» **WHAT YOU ARE ASKED TO DO**
Gather all lines in the entries below that include the word "PresentFrameFlag".

(Collected data)

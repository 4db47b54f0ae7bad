//! Outbound callbacks into subscribers over WebSocket.
//!
//! Every callback dials the subscriber's registered address afresh, so a
//! dial failure is what tells the broker a subscriber went away.

use async_trait::async_trait;

use crate::broker::{DeadLetter, SubscriberTransport};
use crate::transport::message::SubscriberRequest;
use crate::transport::rpc;
use crate::utils::error::RpcError;

#[derive(Debug, Clone, Copy, Default)]
pub struct WebSocketCallbacks;

#[async_trait]
impl SubscriberTransport for WebSocketCallbacks {
    async fn send_message(
        &self,
        address: &str,
        topic: &str,
        message: &str,
    ) -> Result<String, RpcError> {
        let request = SubscriberRequest::SendMessage {
            topic: topic.to_string(),
            message: message.to_string(),
        };
        rpc::call(address, &request).await
    }

    async fn send_dead_letters(
        &self,
        address: &str,
        dead_letters: &[DeadLetter],
    ) -> Result<String, RpcError> {
        let request = SubscriberRequest::SendDeadLetters {
            dead_letters: dead_letters.to_vec(),
        };
        rpc::call(address, &request).await
    }
}
//! Dead-letter store
//!
//! One FIFO queue of [`DeadLetter`]s per subscriber address. Entries land
//! here when a live delivery was skipped (subscriber not live) or failed, and
//! leave when the subscriber reconnects (drain), unsubscribes from the topic
//! (purge) or when a bounded queue overflows (the oldest entry is evicted).
//!
//! Queue order is enqueue order. A drained batch is therefore chronological,
//! which also preserves per-topic order.

use std::collections::{HashSet, VecDeque};

use dashmap::DashMap;

use crate::broker::message::DeadLetter;
use crate::broker::topic::SubscriberId;

#[derive(Debug, Default)]
struct Mailbox {
    letters: VecDeque<DeadLetter>,
    /// Flushes that took a batch and have not settled yet.
    in_flight: usize,
    /// Topics purged while a flush was in flight; filtered out on requeue.
    purged: HashSet<String>,
}

impl Mailbox {
    fn settle(&mut self) {
        self.in_flight = self.in_flight.saturating_sub(1);
        if self.in_flight == 0 {
            self.purged.clear();
        }
    }
}

#[derive(Debug)]
pub struct DeadLetterStore {
    queues: DashMap<SubscriberId, Mailbox>,
    /// Maximum entries per subscriber; `0` disables the bound.
    capacity: usize,
}

impl Default for DeadLetterStore {
    fn default() -> Self {
        Self::new(0)
    }
}

impl DeadLetterStore {
    pub fn new(capacity: usize) -> Self {
        Self {
            queues: DashMap::new(),
            capacity,
        }
    }

    pub fn capacity(&self) -> usize {
        self.capacity
    }

    /// Create an empty queue for `address` unless one exists.
    pub fn ensure(&self, address: &str) {
        self.queues.entry(address.to_string()).or_default();
    }

    /// Append a letter. Returns the entry evicted to make room, if any.
    pub fn push(&self, address: &str, letter: DeadLetter) -> Option<DeadLetter> {
        let mut mailbox = self.queues.entry(address.to_string()).or_default();
        let evicted = if self.capacity > 0 && mailbox.letters.len() >= self.capacity {
            mailbox.letters.pop_front()
        } else {
            None
        };
        mailbox.letters.push_back(letter);
        evicted
    }

    /// Remove every entry of `address` that belongs to `topic`, including
    /// entries currently out in a flush should they come back via `requeue`.
    /// Returns how many queued entries were removed.
    pub fn purge_topic(&self, address: &str, topic: &str) -> usize {
        match self.queues.get_mut(address) {
            Some(mut mailbox) => {
                let before = mailbox.letters.len();
                mailbox.letters.retain(|letter| letter.topic != topic);
                if mailbox.in_flight > 0 {
                    mailbox.purged.insert(topic.to_string());
                }
                before - mailbox.letters.len()
            }
            None => 0,
        }
    }

    /// Take every queued entry of `address` for a flush.
    ///
    /// A non-empty batch must be settled with either `requeue` or `settle`.
    pub fn drain(&self, address: &str) -> Vec<DeadLetter> {
        match self.queues.get_mut(address) {
            Some(mut mailbox) if !mailbox.letters.is_empty() => {
                mailbox.in_flight += 1;
                mailbox.letters.drain(..).collect()
            }
            _ => Vec::new(),
        }
    }

    /// The flush of a drained batch finished without putting it back.
    pub fn settle(&self, address: &str) {
        if let Some(mut mailbox) = self.queues.get_mut(address) {
            mailbox.settle();
        }
    }

    /// Put a previously drained batch back in front of whatever was queued
    /// since, minus topics purged in the meantime. Returns how many entries
    /// the capacity bound evicted.
    pub fn requeue(&self, address: &str, batch: Vec<DeadLetter>) -> usize {
        let mut mailbox = self.queues.entry(address.to_string()).or_default();
        let mailbox = &mut *mailbox;
        let newer = std::mem::take(&mut mailbox.letters);
        let purged = &mailbox.purged;
        mailbox
            .letters
            .extend(batch.into_iter().filter(|letter| !purged.contains(&letter.topic)));
        mailbox.letters.extend(newer);
        mailbox.settle();

        let mut evicted = 0;
        if self.capacity > 0 {
            while mailbox.letters.len() > self.capacity {
                mailbox.letters.pop_front();
                evicted += 1;
            }
        }
        evicted
    }

    /// Snapshot of the entries queued for `address`, oldest first.
    pub fn pending(&self, address: &str) -> Vec<DeadLetter> {
        self.queues
            .get(address)
            .map(|mailbox| mailbox.letters.iter().cloned().collect())
            .unwrap_or_default()
    }

    pub fn len(&self, address: &str) -> usize {
        self.queues
            .get(address)
            .map(|mailbox| mailbox.letters.len())
            .unwrap_or(0)
    }
}
use crate::broker::Status;
use crate::transport::message::BrokerRequest;
use crate::transport::rpc;
use crate::utils::error::RpcError;

/// Calls the broker's RPC methods. Every call uses a fresh session.
#[derive(Debug, Clone)]
pub struct BrokerClient {
    /// Broker address as `host:port`.
    address: String,
}

impl BrokerClient {
    pub fn new(address: impl Into<String>) -> Self {
        Self {
            address: address.into(),
        }
    }

    pub fn address(&self) -> &str {
        &self.address
    }

    /// Register `client_address` as live; the broker flushes its dead letters to it.
    pub async fn connect(&self, client_address: &str) -> Result<Status, RpcError> {
        self.request(BrokerRequest::Connect {
            client_address: client_address.to_string(),
        })
        .await
    }

    pub async fn subscribe(&self, topic: &str, client_address: &str) -> Result<Status, RpcError> {
        self.request(BrokerRequest::Subscribe {
            topic: topic.to_string(),
            client_address: client_address.to_string(),
        })
        .await
    }

    pub async fn unsubscribe(&self, topic: &str, client_address: &str) -> Result<Status, RpcError> {
        self.request(BrokerRequest::Unsubscribe {
            topic: topic.to_string(),
            client_address: client_address.to_string(),
        })
        .await
    }

    pub async fn new_topic(&self, topic: &str) -> Result<Status, RpcError> {
        self.request(BrokerRequest::NewTopic {
            topic: topic.to_string(),
        })
        .await
    }

    pub async fn publish(&self, topic: &str, message: &str) -> Result<Status, RpcError> {
        self.request(BrokerRequest::Publish {
            topic: topic.to_string(),
            message: message.to_string(),
        })
        .await
    }

    async fn request(&self, request: BrokerRequest) -> Result<Status, RpcError> {
        let reply = rpc::call(&self.address, &request).await?;
        reply
            .parse::<Status>()
            .map_err(|_| RpcError::UnexpectedReply(reply))
    }
}
//! Run the workspace tests and manage pending insta snapshots.
//!
//! The crate uses inline snapshots, so a failing snapshot assertion leaves a
//! `.pending-snap` file next to the source file. `run` removes stale ones
//! first so that `cargo insta review` only shows the current run.

use std::path::{Path, PathBuf};
use std::process::Command;
use std::time::Instant;

use anyhow::{Context, Result};
use clap::Subcommand;

/// Directories that may contain pending snapshot files.
const SOURCE_DIRS: &[&str] = &["src", "hwc-vrr-config/src"];

const PENDING_EXTENSIONS: &[&str] = &[".pending-snap", ".snap.new"];

#[derive(Subcommand)]
pub enum Action {
    /// Run all tests with cleanup
    Run {
        /// Only run tests matching this filter
        #[arg(long, short)]
        filter: Option<String>,

        /// Don't clean up pending snapshots before running
        #[arg(long)]
        no_pre_clean: bool,

        /// Run tests in release mode
        #[arg(long)]
        release: bool,
    },
    /// Remove pending snapshot files
    Clean {
        /// Show what would be cleaned without actually cleaning
        #[arg(long)]
        dry_run: bool,
    },
    /// Show pending snapshot files
    Status,
}

pub fn run(action: Action) -> Result<()> {
    match action {
        Action::Run {
            filter,
            no_pre_clean,
            release,
        } => run_tests(filter, no_pre_clean, release),
        Action::Clean { dry_run } => clean(dry_run),
        Action::Status => status(),
    }
}

fn run_tests(filter: Option<String>, no_pre_clean: bool, release: bool) -> Result<()> {
    if !no_pre_clean {
        let removed = clean_pending()?;
        if removed > 0 {
            println!("Removed {removed} stale pending snapshots\n");
        }
    }

    let mut cmd = Command::new("cargo");
    cmd.args(["test", "--workspace"]);
    if release {
        cmd.arg("--release");
    }
    if let Some(filter) = &filter {
        cmd.args(["--", filter]);
    }

    let start = Instant::now();
    let status = cmd.status().context("failed to run cargo test")?;
    let secs = start.elapsed().as_secs_f64();
    println!();

    if status.success() {
        println!("All tests passed in {secs:.2}s");
        return Ok(());
    }

    println!("Some tests failed (took {secs:.2}s)");
    let pending = find_pending();
    if !pending.is_empty() {
        println!("\n{} pending snapshots, review with: cargo insta review", pending.len());
    }
    std::process::exit(1);
}

fn clean(dry_run: bool) -> Result<()> {
    let pending = find_pending();
    if pending.is_empty() {
        println!("No pending snapshots");
        return Ok(());
    }

    for path in &pending {
        if dry_run {
            println!("[dry-run] would remove {}", path.display());
        } else {
            println!("removing {}", path.display());
            std::fs::remove_file(path)
                .with_context(|| format!("failed to remove {}", path.display()))?;
        }
    }

    Ok(())
}

fn status() -> Result<()> {
    let pending = find_pending();
    println!("Pending snapshots: {}", pending.len());
    for path in pending {
        println!("  {}", path.display());
    }
    Ok(())
}

fn clean_pending() -> Result<usize> {
    let pending = find_pending();
    for path in &pending {
        std::fs::remove_file(path)
            .with_context(|| format!("failed to remove {}", path.display()))?;
    }
    Ok(pending.len())
}

fn find_pending() -> Vec<PathBuf> {
    let mut files = Vec::new();
    for dir in SOURCE_DIRS {
        walk(Path::new(dir), &mut files);
    }
    files.sort();
    files
}

fn walk(dir: &Path, out: &mut Vec<PathBuf>) {
    let Ok(entries) = std::fs::read_dir(dir) else {
        return;
    };

    for entry in entries.filter_map(|e| e.ok()) {
        let path = entry.path();
        if path.is_dir() {
            walk(&path, out);
        } else if PENDING_EXTENSIONS
            .iter()
            .any(|ext| path.to_string_lossy().ends_with(ext))
        {
            out.push(path);
        }
    }
}
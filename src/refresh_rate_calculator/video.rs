use std::collections::VecDeque;

use crate::event_queue::{EventQueue, VrrControllerEvent, VrrControllerEventType};
use crate::refresh_rate_calculator::{
    CalculatorId, PeriodParameters, PeriodRefreshRateCalculator, PeriodType, PublishedRate,
    RefreshRateCalculator,
};
use crate::types::{PowerMode, PresentFrameFlag, INVALID_REFRESH_RATE};
use crate::utils::{round_divide, timer_ms_to_ns};

#[derive(Debug, Clone, PartialEq, Eq)]
pub struct VideoFrameRateParameters {
    /// Two samples within this many Hz count as the same rate.
    pub delta: i32,
    pub min_stable_runs: u32,
    /// Number of recent samples averaged into the published rate.
    pub window_size: usize,
    pub min_interested_frame_rate: i32,
    pub max_interested_frame_rate: i32,
    pub measure_period_ns: i64,
}

impl Default for VideoFrameRateParameters {
    fn default() -> Self {
        Self::from(&hwc_vrr_config::Video::default())
    }
}

impl From<&hwc_vrr_config::Video> for VideoFrameRateParameters {
    fn from(config: &hwc_vrr_config::Video) -> Self {
        Self {
            delta: i32::try_from(config.delta).unwrap_or(i32::MAX),
            min_stable_runs: config.min_stable_runs.max(1),
            window_size: (config.window_size as usize).max(1),
            min_interested_frame_rate: i32::try_from(config.min_interested_frame_rate)
                .unwrap_or(i32::MAX),
            max_interested_frame_rate: i32::try_from(config.max_interested_frame_rate)
                .unwrap_or(i32::MAX),
            measure_period_ns: timer_ms_to_ns(config.measure_period_ms),
        }
    }
}

/// Estimates the frame rate of video content.
///
/// Wraps a period calculator that reports every window, and only publishes once the samples
/// have settled.
#[derive(Debug)]
pub struct VideoFrameRateCalculator {
    params: VideoFrameRateParameters,
    period: PeriodRefreshRateCalculator,
    rate: PublishedRate,
    last_sample: i32,
    stable_runs: u32,
    samples: VecDeque<i32>,
}

impl VideoFrameRateCalculator {
    pub fn new(params: VideoFrameRateParameters) -> Self {
        let period = PeriodRefreshRateCalculator::new(PeriodParameters {
            ty: PeriodType::Average,
            measure_period_ns: params.measure_period_ns,
            confidence_percentage: 0,
            always_callback: true,
            event_type: VrrControllerEventType::VIDEO_FRAME_RATE_CALCULATOR_UPDATE,
        });
        Self {
            samples: VecDeque::with_capacity(params.window_size),
            params,
            period,
            rate: PublishedRate::new(false),
            last_sample: INVALID_REFRESH_RATE,
            stable_runs: 0,
        }
    }

    fn is_interesting(&self, rate: i32) -> bool {
        (self.params.min_interested_frame_rate..=self.params.max_interested_frame_rate)
            .contains(&rate)
    }

    fn clear_history(&mut self) {
        self.last_sample = INVALID_REFRESH_RATE;
        self.stable_runs = 0;
        self.samples.clear();
    }

    /// Feeds the result of one measurement window.
    fn on_sample(&mut self, sample: i32) -> Option<i32> {
        if !self.is_interesting(sample) {
            self.clear_history();
            return self.rate.set(INVALID_REFRESH_RATE);
        }

        if self.last_sample != INVALID_REFRESH_RATE
            && (sample - self.last_sample).abs() <= self.params.delta
        {
            self.stable_runs += 1;
        } else {
            self.stable_runs = 1;
            self.samples.clear();
        }
        self.last_sample = sample;

        if self.samples.len() == self.params.window_size {
            self.samples.pop_front();
        }
        self.samples.push_back(sample);

        if self.stable_runs < self.params.min_stable_runs {
            return None;
        }

        let sum: i64 = self.samples.iter().map(|&s| i64::from(s)).sum();
        let mean = round_divide(sum, self.samples.len() as i64) as i32;
        debug!("video frame rate settled at {mean} after {} runs", self.stable_runs);
        self.rate.set(mean)
    }
}

impl RefreshRateCalculator for VideoFrameRateCalculator {
    fn name(&self) -> &str {
        "VideoFrameRate"
    }

    fn id(&self) -> CalculatorId {
        self.period.id()
    }

    fn refresh_rate(&self) -> i32 {
        self.rate.get()
    }

    fn on_present(
        &mut self,
        queue: &mut EventQueue,
        present_time_ns: i64,
        flag: PresentFrameFlag,
    ) -> Option<i32> {
        self.period.on_present(queue, present_time_ns, flag);
        None
    }

    fn on_power_state_change(
        &mut self,
        queue: &mut EventQueue,
        from: PowerMode,
        to: PowerMode,
    ) -> Option<i32> {
        self.period.on_power_state_change(queue, from, to);
        if to == PowerMode::Normal {
            return None;
        }
        self.clear_history();
        self.rate.set(INVALID_REFRESH_RATE)
    }

    fn on_event(&mut self, queue: &mut EventQueue, event: &VrrControllerEvent) -> Option<i32> {
        let sample = self.period.on_event(queue, event)?;
        self.on_sample(sample)
    }

    fn set_enabled(&mut self, queue: &mut EventQueue, enabled: bool) -> Option<i32> {
        self.period.set_enabled(queue, enabled);
        if enabled {
            return None;
        }
        self.clear_history();
        self.rate.set(INVALID_REFRESH_RATE)
    }

    fn set_vrr_config_attributes(&mut self, vsync_period_ns: i64, min_frame_interval_ns: i64) {
        self.period
            .set_vrr_config_attributes(vsync_period_ns, min_frame_interval_ns);
    }

    fn reset(&mut self, queue: &mut EventQueue) {
        self.period.reset(queue);
        self.clear_history();
        self.rate.clear();
    }
}

#[cfg(test)]
mod tests {
    use super::*;
    use crate::utils::clock::Clock;

    fn calculator() -> VideoFrameRateCalculator {
        VideoFrameRateCalculator::new(VideoFrameRateParameters::default())
    }

    #[test]
    fn publishes_after_stable_runs() {
        let mut calc = calculator();
        assert_eq!(calc.on_sample(24), None);
        assert_eq!(calc.on_sample(25), None);
        assert_eq!(calc.on_sample(24), Some(24));
        assert_eq!(calc.refresh_rate(), 24);
    }

    #[test]
    fn jump_restarts_stability() {
        let mut calc = calculator();
        calc.on_sample(24);
        calc.on_sample(24);
        assert_eq!(calc.on_sample(60), None);
        assert_eq!(calc.on_sample(60), None);
        assert_eq!(calc.on_sample(60), Some(60));
    }

    #[test]
    fn mean_covers_window_only() {
        let mut calc = calculator();
        for sample in [30, 30, 30, 30, 30] {
            calc.on_sample(sample);
        }
        assert_eq!(calc.refresh_rate(), 30);
        for sample in [34, 34, 34, 34, 34] {
            calc.on_sample(sample);
        }
        assert_eq!(calc.refresh_rate(), 34);
    }

    #[test]
    fn uninteresting_rates_are_never_published() {
        let mut calc = calculator();
        for _ in 0..5 {
            calc.on_sample(120);
        }
        assert_eq!(calc.refresh_rate(), INVALID_REFRESH_RATE);

        for _ in 0..3 {
            calc.on_sample(24);
        }
        assert_eq!(calc.refresh_rate(), 24);
        assert_eq!(calc.on_sample(INVALID_REFRESH_RATE), Some(INVALID_REFRESH_RATE));
    }

    #[test]
    fn measures_present_stream() {
        let clock = Clock::with_time(0);
        let mut queue = EventQueue::new(clock.clone());
        let mut calc = calculator();
        calc.set_vrr_config_attributes(8_333_333, 8_333_333);

        // 24 fps content against a 120 Hz vsync: one frame every five vsyncs.
        let frame = 5 * 8_333_333;
        for _ in 0..3 {
            let window_end = clock.now_ns() + 500_000_000;
            while clock.now_ns() < window_end {
                calc.on_present(&mut queue, clock.now_ns(), PresentFrameFlag::empty());
                clock.advance(frame);
            }
            let event = queue.pop_due(clock.now_ns()).unwrap();
            calc.on_event(&mut queue, &event);
        }
        assert_eq!(calc.refresh_rate(), 24);
    }
}
//! Controller state guarded by the controller lock, and everything that runs under it.

use std::collections::HashMap;
use std::fmt::Write as _;
use std::path::PathBuf;
use std::sync::Arc;

use hwc_vrr_config::{Config, PresentTimeoutController};

use super::fence::PresentFence;
use super::record::{PresentTimeRecord, VrrRecord, VsyncRecord};
use super::ControllerState;
use crate::display_context::{CommonDisplayContextProvider, VideoFrameRateEstimate};
use crate::event_queue::{EventPayload, EventQueue, VrrControllerEvent, VrrControllerEventType};
use crate::external_event_handler::{
    ExternalEventHandler, PanelCommand, PresentTimeoutOverride, TimedEvent,
};
use crate::file_node::{FileNodeWriter, REFRESH_CTRL, TE2_OPTION, TE2_RATE_HZ};
use crate::interface::{DisplayHost, RefreshRateChangeListener};
use crate::refresh_rate_calculator::{
    CalculatorParameters, RefreshRateCalculator, RefreshRateCalculatorFactory,
    RefreshRateCalculatorType, VideoFrameRateCalculator,
};
use crate::statistics::{StatisticsParameters, VariableRefreshRateStatistic};
use crate::types::{PowerMode, PresentFrameFlag, VrrConfig, INVALID_REFRESH_RATE};
use crate::utils::clock::Clock;
use crate::utils::{freq_to_duration_ns, ms_to_ns, timer_ms_to_ns, NANOS_PER_MILLI};

/// `refresh_ctrl` command bits. The low 16 bits carry the command's value.
pub const REFRESH_CTRL_VALUE_MASK: u32 = 0xffff;
pub const REFRESH_CTRL_FRAME_INSERTION: u32 = 1 << 16;
pub const REFRESH_CTRL_MIN_REFRESH_RATE: u32 = 1 << 17;
pub const REFRESH_CTRL_PEAK_LOCK: u32 = 1 << 18;

const TE2_CHANGEABLE: &str = "changeable";

/// What [`ControllerInner::dispatch_due`] did.
#[derive(Debug, Default, Clone, Copy, PartialEq, Eq)]
pub struct Dispatched {
    pub handled: usize,
    /// A state transition happened, so the vsync history should be re-synced.
    pub transitioned: bool,
}

pub struct ControllerInner {
    pub(super) clock: Clock,
    pub(super) display_id: i64,
    host: Arc<dyn DisplayHost>,
    pub(super) queue: EventQueue,
    pub(super) record: VrrRecord,
    pub(super) state: ControllerState,
    pub(super) enabled: bool,
    pub(super) power_mode: PowerMode,
    vrr_configs: HashMap<i32, VrrConfig>,
    pub(super) active_config_id: Option<i32>,
    pub(super) refresh_rate: i32,

    refresh_rate_calculator: Box<dyn RefreshRateCalculator>,
    video_calculator: VideoFrameRateCalculator,
    video_estimate: VideoFrameRateEstimate,
    pub(super) statistics: VariableRefreshRateStatistic,

    listeners: Vec<Arc<dyn RefreshRateChangeListener>>,
    refresh_rate_indicator: bool,

    present_timeout_controller: PresentTimeoutController,
    vendor_present_timeout_ns: i64,
    present_timeout_override: Option<PresentTimeoutOverride>,
    external_handler: Option<Box<dyn ExternalEventHandler>>,
    pub(super) panel_name: String,
    hibernate_wake_up_ns: i64,

    file_nodes: FileNodeWriter,
    panel_root: PathBuf,
    te2_changeable: bool,
    peak_locked: bool,
}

» **WRITTEN RESPONSE**
use crate::types::{PowerMode, PresentFrameFlag, INVALID_REFRESH_RATE};
        flag: PresentFrameFlag,
                calc.on_present(&mut queue, clock.now_ns(), PresentFrameFlag::empty());
use crate::types::{PowerMode, PresentFrameFlag, VrrConfig, INVALID_REFRESH_RATE};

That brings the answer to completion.